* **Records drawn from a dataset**
++++++++++

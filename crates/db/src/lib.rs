// Copyright (C) 2025 Ryan Daum <ryan.daum@gmail.com> This program is free
// software: you can redistribute it and/or modify it under the terms of the GNU
// General Public License as published by the Free Software Foundation, version
// 3.
//
// This program is distributed in the hope that it will be useful, but WITHOUT
// ANY WARRANTY; without even the implied warranty of MERCHANTABILITY or FITNESS
// FOR A PARTICULAR PURPOSE. See the GNU General Public License for more details.
//
// You should have received a copy of the GNU General Public License along with
// this program. If not, see <https://www.gnu.org/licenses/>.
//

//! An in-memory, schema-driven object store. Objects live in typed bases, are edited through
//! transactions that check them out, and are persisted as a snapshot plus an append-only
//! journal of committed transactions.

mod checkpoint;
mod config;
mod deletion;
mod edit_object;
mod edit_set;
mod encode;
mod error;
mod fields;
mod invid;
mod journal;
pub mod locks;
mod namespace;
mod object;
mod object_base;
mod perm;
mod schema;
mod session;
mod store;

#[cfg(test)]
mod lock_tests;

pub use checkpoint::{DBCheckPoint, DBCheckPointObj, LogEvent};
pub use config::DatabaseConfig;
pub use deletion::DBDeletionManager;
pub use edit_object::{DBEditObject, EditHooks, ObjectStatus};
pub use edit_set::{CommitSummary, DBEditSet};
pub use encode::{BinaryRead, BinaryWrite, DecodingError, EncodingError};
pub use error::{
    CommitFailure, DeletionDenied, FieldRejection, JournalError, LockError, RejectReason,
    SessionError, StoreError,
};
pub use fields::{FieldType, FieldValue, NameKey, Value};
pub use invid::{BaseId, FieldId, Invid, InvidParseError};
pub use journal::{DBJournal, JournalEntry, JournalTransaction};
pub use locks::{DBDumpLock, DBLock, DBReadLock, DBWriteLock, LockKind};
pub use namespace::{DBNameSpace, DBNameSpaceHandle, FieldLocation};
pub use object::{CheckoutState, DBObject, EditHandle, ObjectDelta, SessionId, TxId};
pub use object_base::DBObjectBase;
pub use perm::PermEntry;
pub use schema::{BaseDef, FieldDef};
pub use session::DBSession;
pub use store::{DBStore, STORE_MAJOR, STORE_MINOR, sibling_path};
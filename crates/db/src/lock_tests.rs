// Copyright (C) 2025 Ryan Daum <ryan.daum@gmail.com> This program is free
// software: you can redistribute it and/or modify it under the terms of the GNU
// General Public License as published by the Free Software Foundation, version
// 3.
//
// This program is distributed in the hope that it will be useful, but WITHOUT
// ANY WARRANTY; without even the implied warranty of MERCHANTABILITY or FITNESS
// FOR A PARTICULAR PURPOSE. See the GNU General Public License for more details.
//
// You should have received a copy of the GNU General Public License along with
// this program. If not, see <https://www.gnu.org/licenses/>.
//

#[cfg(test)]
mod tests {
    use crate::error::{LockError, SessionError};
    use crate::invid::BaseId;
    use crate::locks::{
        DBDumpLock, DBLock, DBReadLock, DBSessionLockManager, DBWriteLock, LockKind, LockManager,
    };
    use crate::object::SessionId;
    use std::sync::Arc;
    use std::thread;
    use std::time::{Duration, Instant};

    const BRIEF: Duration = Duration::from_millis(50);

    fn manager(bases: &[BaseId]) -> Arc<LockManager> {
        let manager = Arc::new(LockManager::new(Duration::from_millis(10)));
        for base in bases {
            manager.add_base(*base);
        }
        manager
    }

    fn reader(manager: &Arc<LockManager>, key: u64, bases: &[BaseId]) -> DBReadLock {
        DBReadLock::new(manager, SessionId(key), bases.to_vec()).unwrap()
    }

    fn writer(manager: &Arc<LockManager>, key: u64, bases: &[BaseId]) -> DBWriteLock {
        DBWriteLock::new(manager, SessionId(key), bases.to_vec()).unwrap()
    }

    /// Spin until `f` holds, failing the test after a few seconds.
    fn eventually(f: impl Fn() -> bool) {
        let deadline = Instant::now() + Duration::from_secs(5);
        while !f() {
            assert!(Instant::now() < deadline, "condition never became true");
            thread::sleep(Duration::from_millis(5));
        }
    }

    #[test]
    fn test_readers_share() {
        let manager = manager(&[1]);
        let mut r1 = reader(&manager, 1, &[1]);
        let mut r2 = reader(&manager, 2, &[1]);
        r1.establish().unwrap();
        r2.establish_timeout(BRIEF).unwrap();
        assert_eq!(manager.queue_snapshot(1).unwrap().readers(), 2);
        assert!(r1.is_locked_on(1));
        assert!(!r1.is_locked_on(2));
    }

    #[test]
    fn test_writer_waits_for_readers() {
        let manager = manager(&[1, 2]);
        let mut r = reader(&manager, 1, &[1]);
        r.establish().unwrap();

        let mut w = writer(&manager, 2, &[1, 2]);
        assert_eq!(w.establish_timeout(BRIEF), Err(LockError::Timeout(BRIEF)));
        let queue = manager.queue_snapshot(1).unwrap();
        assert_eq!(queue.writers_queued(), 0);
        assert!(!queue.write_in_progress());

        // A writer on an unrelated base is unaffected.
        let mut other = writer(&manager, 3, &[2]);
        other.establish_timeout(BRIEF).unwrap();
        other.release();

        r.release();
        w.establish_timeout(BRIEF).unwrap();
        assert!(manager.queue_snapshot(1).unwrap().write_in_progress());
    }

    #[test]
    fn test_queued_writer_holds_off_new_readers() {
        let manager = manager(&[1]);
        let mut r1 = reader(&manager, 1, &[1]);
        r1.establish().unwrap();

        let mut w = writer(&manager, 2, &[1]);
        let waiting = thread::spawn(move || {
            w.establish()?;
            w.release();
            Ok::<_, LockError>(())
        });
        eventually(|| manager.queue_snapshot(1).unwrap().writers_queued() == 1);

        let mut r2 = reader(&manager, 3, &[1]);
        assert_eq!(r2.establish_timeout(BRIEF), Err(LockError::Timeout(BRIEF)));

        r1.release();
        waiting.join().unwrap().unwrap();
        r2.establish_timeout(BRIEF).unwrap();
    }

    #[test]
    fn test_abort_wakes_blocked_establish() {
        let manager = manager(&[1]);
        let mut r = reader(&manager, 1, &[1]);
        r.establish().unwrap();

        let mut w = writer(&manager, 2, &[1]);
        let abort = w.abort_handle();
        let waiting = thread::spawn(move || w.establish());
        eventually(|| manager.queue_snapshot(1).unwrap().writers_queued() == 1);

        abort.abort();
        assert_eq!(waiting.join().unwrap(), Err(LockError::Aborted));
        let queue = manager.queue_snapshot(1).unwrap();
        assert_eq!(queue.writers_queued(), 0);
        assert_eq!(queue.readers(), 1);
    }

    #[test]
    fn test_aborted_lock_cannot_be_established() {
        let manager = manager(&[1]);
        let mut r = reader(&manager, 1, &[1]);
        r.establish().unwrap();
        r.abort();
        assert!(!r.is_locked());
        assert_eq!(manager.queue_snapshot(1).unwrap().readers(), 0);
        assert_eq!(r.establish(), Err(LockError::Aborted));
    }

    #[test]
    fn test_locks_are_not_reentrant() {
        let manager = manager(&[1]);
        let mut r = reader(&manager, 1, &[1]);
        r.establish().unwrap();
        assert_eq!(r.establish(), Err(LockError::AlreadyLocked));
    }

    #[test]
    fn test_dump_waits_for_writer_and_holds_off_new_writers() {
        let manager = manager(&[1, 2]);
        let mut w = writer(&manager, 1, &[1]);
        w.establish().unwrap();

        let mut dump = DBDumpLock::new(&manager, SessionId(2)).unwrap();
        assert_eq!(dump.bases(), &[1, 2]);
        let dumping = thread::spawn(move || {
            dump.establish()?;
            Ok::<_, LockError>(dump)
        });
        eventually(|| manager.queue_snapshot(2).unwrap().dumpers_queued() == 1);

        // Writers may not queue behind a waiting dumper.
        let mut late = writer(&manager, 3, &[2]);
        assert_eq!(late.establish_timeout(BRIEF), Err(LockError::Timeout(BRIEF)));

        w.release();
        let mut dump = dumping.join().unwrap().unwrap();
        assert!(dump.is_locked());
        assert_eq!(manager.queue_snapshot(1).unwrap().dumps_held(), 1);

        // Readers are compatible with a dump.
        let mut r = reader(&manager, 4, &[1, 2]);
        r.establish_timeout(BRIEF).unwrap();

        dump.release();
        r.release();
        late.establish_timeout(BRIEF).unwrap();
    }

    #[test]
    fn test_key_holds_one_lock_class() {
        let manager = manager(&[1, 2]);
        let mut r1 = reader(&manager, 1, &[1]);
        let mut r2 = reader(&manager, 1, &[2]);
        r1.establish().unwrap();
        r2.establish().unwrap();

        let mut w = writer(&manager, 1, &[2]);
        assert_eq!(
            w.establish_timeout(BRIEF),
            Err(LockError::KeyConflict(LockKind::Read))
        );
        assert_eq!(manager.locks_for_key(SessionId(1)).len(), 2);

        // Aborting the key poisons every lock it owns, including the unestablished writer.
        manager.abort_key(SessionId(1));
        assert_eq!(manager.held_count(), 0);
        assert_eq!(w.establish(), Err(LockError::Aborted));
        let mut w = writer(&manager, 1, &[2]);
        w.establish_timeout(BRIEF).unwrap();
    }

    #[test]
    fn test_unknown_base_refused() {
        let manager = manager(&[1]);
        assert_eq!(
            DBReadLock::new(&manager, SessionId(1), vec![1, 9]).unwrap_err(),
            LockError::UnknownBase(9)
        );
    }

    #[test]
    fn test_schema_edit_excludes_locks() {
        let manager = manager(&[1]);
        assert!(manager.try_begin_schema_edit());
        assert!(!manager.try_begin_schema_edit());

        let mut w = writer(&manager, 1, &[1]);
        assert_eq!(w.establish(), Err(LockError::SchemaEditInProgress));
        let mut r = reader(&manager, 2, &[1]);
        assert_eq!(r.establish_timeout(BRIEF), Err(LockError::Timeout(BRIEF)));

        manager.end_schema_edit();
        r.establish_timeout(BRIEF).unwrap();
        assert!(!manager.try_begin_schema_edit());
    }

    #[test]
    fn test_dropping_lock_releases_it() {
        let manager = manager(&[1]);
        {
            let mut w = writer(&manager, 1, &[1]);
            w.establish().unwrap();
            assert_eq!(manager.held_count(), 1);
        }
        assert_eq!(manager.held_count(), 0);
        assert!(!manager.queue_snapshot(1).unwrap().write_in_progress());
    }

    #[test]
    fn test_session_lock_rules() {
        let manager = manager(&[1, 2]);
        let session = DBSessionLockManager::new(manager.clone(), SessionId(7));

        let read = session.open_read_lock(vec![1]).unwrap();
        let also_read = session.open_read_lock(vec![2]).unwrap();
        assert!(session.is_locked(1) && session.is_locked(2));
        assert_eq!(session.held(), 2);
        assert!(matches!(
            session.open_write_lock(vec![2]),
            Err(SessionError::LockClassConflict(LockKind::Read))
        ));
        assert!(matches!(
            session.open_dump_lock(),
            Err(SessionError::LockClassConflict(LockKind::Read))
        ));
        drop(read);
        drop(also_read);

        let write = session.open_write_lock(vec![1]).unwrap();
        assert!(matches!(
            session.open_read_lock(vec![1]),
            Err(SessionError::OverlapsWriteLock)
        ));
        assert!(matches!(
            session.open_read_lock(vec![2]),
            Err(SessionError::LockClassConflict(LockKind::Write))
        ));
        session.release_all();
        assert!(!write.is_locked());
        assert_eq!(session.held(), 0);
    }
}
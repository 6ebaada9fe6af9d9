pub mod filter;

pub use filter::{search, Query};
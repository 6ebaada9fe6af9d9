use sha2::{Digest, Sha256};

/// Hex SHA-256 of an in-memory blob.
pub fn digest_bytes(bytes: &[u8]) -> String {
    let mut hasher = Sha256::new();
    hasher.update(bytes);
    hex::encode(hasher.finalize())
}

/// Short content tag used to disambiguate blob filenames.
pub fn short_digest(bytes: &[u8]) -> String {
    let mut digest = digest_bytes(bytes);
    digest.truncate(10);
    digest
}

#[cfg(test)]
mod tests {
    use super::*;

    #[test]
    fn test_digest_is_stable() {
        assert_eq!(
            digest_bytes(b"abc"),
            "ba7816bf8f01cfea414140de5dae2223b00361a396177a9cb410ff61f20015ad"
        );
        assert_eq!(short_digest(b"abc"), "ba7816bf8f");
    }
}
pub mod models;
pub mod repo;
pub mod schema;
pub mod tag_sync;
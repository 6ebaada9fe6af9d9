use std::path::{Path, PathBuf};

use anyhow::{anyhow, bail, Context, Result};
use clap::{Parser, Subcommand, ValueEnum};
use indicatif::{ProgressBar, ProgressStyle};
use tracing::info;

use art_catalog::utils::config::get_catalog_paths;
use art_catalog::{Artwork, Catalog, CatalogConfig, RenameChoice, SaveDecision, SaveRequest, Selection};

#[derive(Parser, Debug)]
#[command(author, version, about = "Catalog, tag and search local artwork", long_about = None)]
struct Args {
    /// Catalog database file
    #[arg(long, requires = "images")]
    db: Option<PathBuf>,

    /// Directory holding full-size images and thumbnails
    #[arg(long, requires = "db")]
    images: Option<PathBuf>,

    /// Env file consulted when --db/--images are not given
    #[arg(long, default_value = ".env")]
    env_file: PathBuf,

    #[command(subcommand)]
    command: Command,
}

#[derive(Subcommand, Debug)]
enum Command {
    /// List artworks matching every term (all artworks when no terms are given)
    Search {
        terms: Vec<String>,
        #[arg(long)]
        json: bool,
    },
    /// Show a single artwork
    Show { id: i64 },
    /// Save an image file as an artwork
    Save {
        file: PathBuf,
        #[arg(short, long)]
        name: String,
        #[arg(short, long, default_value = "")]
        artist: String,
        #[arg(short, long = "tag")]
        tags: Vec<String>,
        /// Id of the artwork currently being edited
        #[arg(long)]
        selected: Option<i64>,
        /// What to do when the selected artwork is saved under a new name
        #[arg(long, value_enum)]
        on_rename: Option<OnRename>,
    },
    /// Replace the image of an artwork, keeping its metadata
    Replace { id: i64, file: PathBuf },
    /// Import every PNG/JPEG/BMP/GIF file in a folder
    Import { folder: PathBuf },
    /// Delete an artwork and its files
    Delete { id: i64 },
    #[command(subcommand)]
    Tags(TagCommand),
    /// Delete every artwork, tag and image file
    Wipe {
        #[arg(long)]
        yes: bool,
    },
}

#[derive(Subcommand, Debug)]
enum TagCommand {
    List,
    Add { name: String },
    Rename { old: String, new: String },
    Delete { name: String },
}

#[derive(ValueEnum, Clone, Copy, Debug)]
enum OnRename {
    Rename,
    New,
    Cancel,
}

impl From<OnRename> for RenameChoice {
    fn from(value: OnRename) -> Self {
        match value {
            OnRename::Rename => RenameChoice::Rename,
            OnRename::New => RenameChoice::SaveAsNew,
            OnRename::Cancel => RenameChoice::Cancel,
        }
    }
}

fn main() -> Result<()> {
    tracing_subscriber::fmt::init();
    let args = Args::parse();

    let config = match (args.db, args.images) {
        (Some(db_path), Some(image_dir)) => CatalogConfig { db_path, image_dir },
        _ => get_catalog_paths(&args.env_file)?,
    };
    info!("DB: {:?}", config.db_path);
    info!("Images: {:?}", config.image_dir);

    let mut catalog = Catalog::open(config).context("Failed to open catalog")?;

    match args.command {
        Command::Search { terms, json } => {
            let found = catalog.search(&terms.join(" "))?;
            if json {
                println!("{}", serde_json::to_string_pretty(&found)?);
            } else {
                for artwork in &found {
                    print_row(artwork);
                }
            }
        }
        Command::Show { id } => {
            let artwork = catalog.get_artwork(id)?;
            println!("{}", serde_json::to_string_pretty(&artwork)?);
        }
        Command::Save {
            file,
            name,
            artist,
            tags,
            selected,
            on_rename,
        } => {
            let selection = match selected {
                Some(id) => Some(Selection {
                    id,
                    name: catalog.get_artwork(id)?.name,
                }),
                None => None,
            };
            let decision = catalog.decide_save(selection.as_ref(), &name)?;
            let choice: RenameChoice = match (&decision, on_rename) {
                (SaveDecision::NeedsConfirmation { current_name, candidate_name, .. }, None) => bail!(
                    "Artwork '{}' would be saved as '{}'; pass --on-rename rename|new|cancel",
                    current_name,
                    candidate_name
                ),
                (_, Some(choice)) => choice.into(),
                (_, None) => RenameChoice::Cancel,
            };
            let Some(intent) = decision.resolve(choice) else {
                println!("Cancelled.");
                return Ok(());
            };

            let request = SaveRequest {
                image: read_image(&file)?,
                name,
                artist,
                tags: tags.into_iter().collect(),
                intent,
            };
            let saved = catalog.save_artwork(request).wait()?;
            println!("Saved artwork {} at {}", saved.id, saved.path.display());
        }
        Command::Replace { id, file } => {
            let saved = catalog.replace_image(id, read_image(&file)?)?.wait()?;
            println!("Replaced image of artwork {} ({})", saved.id, saved.path.display());
        }
        Command::Import { folder } => {
            let bar = ProgressBar::new(0);
            bar.set_style(
                ProgressStyle::with_template("{bar:40} {pos}/{len} {msg}")
                    .map_err(|e| anyhow!("Bad progress template: {}", e))?,
            );
            let outcome = catalog.import_folder(folder).wait_with_progress(|p| {
                bar.set_length(p.total as u64);
                bar.set_position((p.current - 1) as u64);
                bar.set_message(p.item.clone());
            });
            bar.finish_and_clear();

            let report = outcome?;
            println!("Imported {} artwork(s).", report.imported.len());
            if let Some(summary) = report.duplicates_summary() {
                println!("{}", summary);
            }
        }
        Command::Delete { id } => {
            catalog.delete_artwork(id)?;
            println!("Deleted artwork {}", id);
        }
        Command::Tags(cmd) => match cmd {
            TagCommand::List => {
                for tag in catalog.list_tags()? {
                    println!("{}", tag);
                }
            }
            TagCommand::Add { name } => catalog.add_tag(&name)?,
            TagCommand::Rename { old, new } => catalog.rename_tag(&old, &new)?,
            TagCommand::Delete { name } => catalog.delete_tag(&name)?,
        },
        Command::Wipe { yes } => {
            if !yes {
                bail!("Refusing to wipe the catalog without --yes");
            }
            catalog.wipe_all()?;
            println!("Catalog wiped.");
        }
    }

    Ok(())
}

fn read_image(path: &Path) -> Result<Vec<u8>> {
    std::fs::read(path).with_context(|| format!("Failed to read image {:?}", path))
}

fn print_row(artwork: &Artwork) {
    println!(
        "{:>5}  {:<30}  {:<20}  {}",
        artwork.id, artwork.name, artwork.artist, artwork.tags
    );
}
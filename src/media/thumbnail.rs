use std::io::Cursor;

use image::imageops::FilterType;
use image::{DynamicImage, GenericImageView, ImageFormat};

use crate::error::Result;

pub const THUMBNAIL_SIZE: u32 = 64;

/// Downscales to fit within `THUMBNAIL_SIZE` on both sides, keeping the
/// aspect ratio. Smaller images are returned unchanged.
pub fn render_thumbnail(image: &DynamicImage) -> DynamicImage {
    let (width, height) = image.dimensions();
    if width <= THUMBNAIL_SIZE && height <= THUMBNAIL_SIZE {
        return image.clone();
    }
    image.resize(THUMBNAIL_SIZE, THUMBNAIL_SIZE, FilterType::Lanczos3)
}

/// Decodes `bytes`, renders the thumbnail and encodes it as `format`.
pub fn encode_thumbnail(bytes: &[u8], format: ImageFormat) -> Result<Vec<u8>> {
    let source = image::load_from_memory(bytes)?;
    let thumb = render_thumbnail(&source);
    // JPEG has no alpha channel.
    let thumb = match format {
        ImageFormat::Jpeg => DynamicImage::ImageRgb8(thumb.to_rgb8()),
        _ => thumb,
    };

    let mut out = Vec::new();
    thumb.write_to(&mut Cursor::new(&mut out), format)?;
    Ok(out)
}
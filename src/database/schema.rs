pub const SCHEMA: &str = "
    CREATE TABLE IF NOT EXISTS artworks (
        id INTEGER PRIMARY KEY,
        name TEXT UNIQUE NOT NULL,
        filepath TEXT UNIQUE NOT NULL,
        artist TEXT NOT NULL DEFAULT '',
        tags TEXT NOT NULL DEFAULT '',
        timestamp DATETIME NOT NULL DEFAULT CURRENT_TIMESTAMP
    );

    CREATE TABLE IF NOT EXISTS tags (
        name TEXT PRIMARY KEY NOT NULL
    );
";

pub const DROP_ALL: &str = "
    DROP TABLE IF EXISTS artworks;
    DROP TABLE IF EXISTS tags;
";
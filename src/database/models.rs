use std::collections::BTreeSet;

use serde::Serialize;

use crate::database::tag_sync;

/// One catalog row. `tags` is the denormalized, comma-joined cache of the
/// artwork's tag set.
#[derive(Debug, Clone, PartialEq, Eq, Serialize)]
pub struct Artwork {
    pub id: i64,
    pub name: String,
    pub filepath: String,
    pub artist: String,
    pub tags: String,
    pub timestamp: String,
}

impl Artwork {
    pub fn tag_list(&self) -> Vec<&str> {
        tag_sync::split_tags(&self.tags)
    }

    pub fn tag_set(&self) -> BTreeSet<String> {
        self.tag_list().into_iter().map(str::to_string).collect()
    }
}

#[derive(Debug, Clone, Default)]
pub struct NewArtwork {
    pub name: String,
    pub artist: String,
    pub tags: BTreeSet<String>,
    pub filepath: String,
}

/// Partial update; `None` leaves the column untouched.
#[derive(Debug, Clone, Default)]
pub struct ArtworkUpdate {
    pub name: Option<String>,
    pub artist: Option<String>,
    pub tags: Option<BTreeSet<String>>,
    pub filepath: Option<String>,
}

++++++++++

* **Goal of the exercise**
Return every line of the data above in which "UNIQUE" appears.

* **Problem solution**
        name TEXT UNIQUE NOT NULL,
        filepath TEXT UNIQUE NOT NULL,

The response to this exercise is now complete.